Your objective :: For each line of the data below that holds "enabled", copy the line.

Task material ::
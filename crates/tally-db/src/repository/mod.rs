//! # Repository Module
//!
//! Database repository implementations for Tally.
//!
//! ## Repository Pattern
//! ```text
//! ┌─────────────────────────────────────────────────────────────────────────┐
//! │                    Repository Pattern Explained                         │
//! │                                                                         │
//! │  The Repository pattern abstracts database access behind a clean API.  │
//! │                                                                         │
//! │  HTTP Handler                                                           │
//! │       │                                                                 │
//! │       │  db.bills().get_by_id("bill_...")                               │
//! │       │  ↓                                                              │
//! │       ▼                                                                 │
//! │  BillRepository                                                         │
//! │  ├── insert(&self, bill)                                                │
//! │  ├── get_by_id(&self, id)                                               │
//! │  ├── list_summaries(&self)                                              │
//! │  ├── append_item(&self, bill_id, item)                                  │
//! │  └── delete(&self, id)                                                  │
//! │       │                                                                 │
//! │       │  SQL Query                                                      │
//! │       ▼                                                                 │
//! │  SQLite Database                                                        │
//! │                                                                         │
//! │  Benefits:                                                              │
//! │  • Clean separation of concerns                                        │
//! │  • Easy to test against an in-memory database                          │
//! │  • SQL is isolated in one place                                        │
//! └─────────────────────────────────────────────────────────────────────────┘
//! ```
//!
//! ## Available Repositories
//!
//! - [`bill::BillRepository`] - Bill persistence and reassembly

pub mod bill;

---

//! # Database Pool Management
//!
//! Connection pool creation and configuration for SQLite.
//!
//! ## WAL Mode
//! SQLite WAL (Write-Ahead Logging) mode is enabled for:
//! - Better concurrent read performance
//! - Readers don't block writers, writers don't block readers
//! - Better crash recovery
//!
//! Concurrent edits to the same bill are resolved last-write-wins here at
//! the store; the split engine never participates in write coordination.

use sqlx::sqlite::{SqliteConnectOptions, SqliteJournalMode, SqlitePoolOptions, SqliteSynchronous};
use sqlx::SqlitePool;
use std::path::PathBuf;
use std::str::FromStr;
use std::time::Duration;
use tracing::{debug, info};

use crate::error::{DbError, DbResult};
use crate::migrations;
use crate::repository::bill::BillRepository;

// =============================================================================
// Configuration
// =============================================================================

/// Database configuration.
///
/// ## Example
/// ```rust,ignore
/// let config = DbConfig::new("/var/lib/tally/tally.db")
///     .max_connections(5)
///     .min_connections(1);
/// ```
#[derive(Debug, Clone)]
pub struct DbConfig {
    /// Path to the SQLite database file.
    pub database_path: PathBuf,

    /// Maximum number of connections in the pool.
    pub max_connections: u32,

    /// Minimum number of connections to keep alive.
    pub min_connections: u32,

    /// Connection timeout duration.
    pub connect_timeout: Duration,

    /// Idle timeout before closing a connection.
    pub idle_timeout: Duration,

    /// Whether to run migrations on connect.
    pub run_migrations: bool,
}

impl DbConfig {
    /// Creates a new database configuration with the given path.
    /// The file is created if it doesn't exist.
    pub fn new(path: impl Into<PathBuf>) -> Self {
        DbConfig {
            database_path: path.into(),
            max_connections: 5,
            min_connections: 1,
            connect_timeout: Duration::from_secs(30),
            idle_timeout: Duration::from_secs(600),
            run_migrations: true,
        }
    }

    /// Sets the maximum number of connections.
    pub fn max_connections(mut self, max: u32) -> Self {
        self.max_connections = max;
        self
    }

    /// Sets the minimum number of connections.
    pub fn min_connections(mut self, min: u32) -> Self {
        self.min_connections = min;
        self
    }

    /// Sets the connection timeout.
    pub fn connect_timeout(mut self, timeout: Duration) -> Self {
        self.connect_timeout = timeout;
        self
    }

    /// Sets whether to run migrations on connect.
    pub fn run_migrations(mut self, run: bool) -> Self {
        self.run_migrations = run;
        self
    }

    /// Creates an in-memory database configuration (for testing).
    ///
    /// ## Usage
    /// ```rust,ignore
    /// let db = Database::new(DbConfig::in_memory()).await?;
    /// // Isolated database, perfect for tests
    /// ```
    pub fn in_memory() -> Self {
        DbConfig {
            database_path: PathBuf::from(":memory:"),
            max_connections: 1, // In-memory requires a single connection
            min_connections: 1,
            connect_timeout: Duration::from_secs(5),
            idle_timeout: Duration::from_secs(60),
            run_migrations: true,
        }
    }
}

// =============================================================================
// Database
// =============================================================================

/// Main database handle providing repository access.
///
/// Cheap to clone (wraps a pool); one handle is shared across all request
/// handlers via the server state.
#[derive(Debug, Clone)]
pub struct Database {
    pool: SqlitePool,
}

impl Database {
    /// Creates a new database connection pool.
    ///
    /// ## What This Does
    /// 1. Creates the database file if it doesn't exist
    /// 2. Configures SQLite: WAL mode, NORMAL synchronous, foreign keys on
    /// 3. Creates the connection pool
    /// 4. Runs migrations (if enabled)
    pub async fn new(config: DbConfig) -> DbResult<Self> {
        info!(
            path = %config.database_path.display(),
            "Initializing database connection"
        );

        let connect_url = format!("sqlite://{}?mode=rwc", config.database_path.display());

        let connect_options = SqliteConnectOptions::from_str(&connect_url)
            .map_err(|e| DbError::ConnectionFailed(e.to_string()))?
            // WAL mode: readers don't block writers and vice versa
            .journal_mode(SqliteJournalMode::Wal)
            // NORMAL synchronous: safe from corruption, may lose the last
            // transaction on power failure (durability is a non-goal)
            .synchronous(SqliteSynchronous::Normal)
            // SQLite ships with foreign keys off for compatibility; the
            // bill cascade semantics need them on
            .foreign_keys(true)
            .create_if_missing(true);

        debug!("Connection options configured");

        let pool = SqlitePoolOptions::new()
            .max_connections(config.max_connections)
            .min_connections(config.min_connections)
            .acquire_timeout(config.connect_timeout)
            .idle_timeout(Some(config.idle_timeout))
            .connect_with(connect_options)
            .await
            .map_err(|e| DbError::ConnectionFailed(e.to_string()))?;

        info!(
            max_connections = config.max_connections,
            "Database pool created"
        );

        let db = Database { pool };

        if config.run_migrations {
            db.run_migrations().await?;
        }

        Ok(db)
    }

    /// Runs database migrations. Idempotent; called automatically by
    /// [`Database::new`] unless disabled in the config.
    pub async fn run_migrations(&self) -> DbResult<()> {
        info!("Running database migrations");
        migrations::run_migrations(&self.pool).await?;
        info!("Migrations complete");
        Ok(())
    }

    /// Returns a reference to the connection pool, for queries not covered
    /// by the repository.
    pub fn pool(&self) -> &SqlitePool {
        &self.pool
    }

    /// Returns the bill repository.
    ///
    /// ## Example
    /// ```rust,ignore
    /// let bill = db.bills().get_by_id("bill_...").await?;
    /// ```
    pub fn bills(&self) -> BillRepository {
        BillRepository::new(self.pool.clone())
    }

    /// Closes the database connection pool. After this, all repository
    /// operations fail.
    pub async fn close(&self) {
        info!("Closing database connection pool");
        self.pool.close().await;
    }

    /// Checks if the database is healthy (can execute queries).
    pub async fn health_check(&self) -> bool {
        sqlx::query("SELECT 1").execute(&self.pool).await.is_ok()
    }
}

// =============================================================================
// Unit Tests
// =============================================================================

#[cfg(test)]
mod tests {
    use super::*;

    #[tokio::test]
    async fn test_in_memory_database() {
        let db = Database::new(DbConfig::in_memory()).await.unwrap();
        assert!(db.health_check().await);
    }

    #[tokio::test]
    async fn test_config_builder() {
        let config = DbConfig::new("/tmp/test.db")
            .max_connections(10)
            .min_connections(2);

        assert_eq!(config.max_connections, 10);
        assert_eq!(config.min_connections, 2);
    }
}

Exercise result ::
//! SQLite WAL (Write-Ahead Logging) mode is enabled for:
    /// 4. Runs migrations (if enabled)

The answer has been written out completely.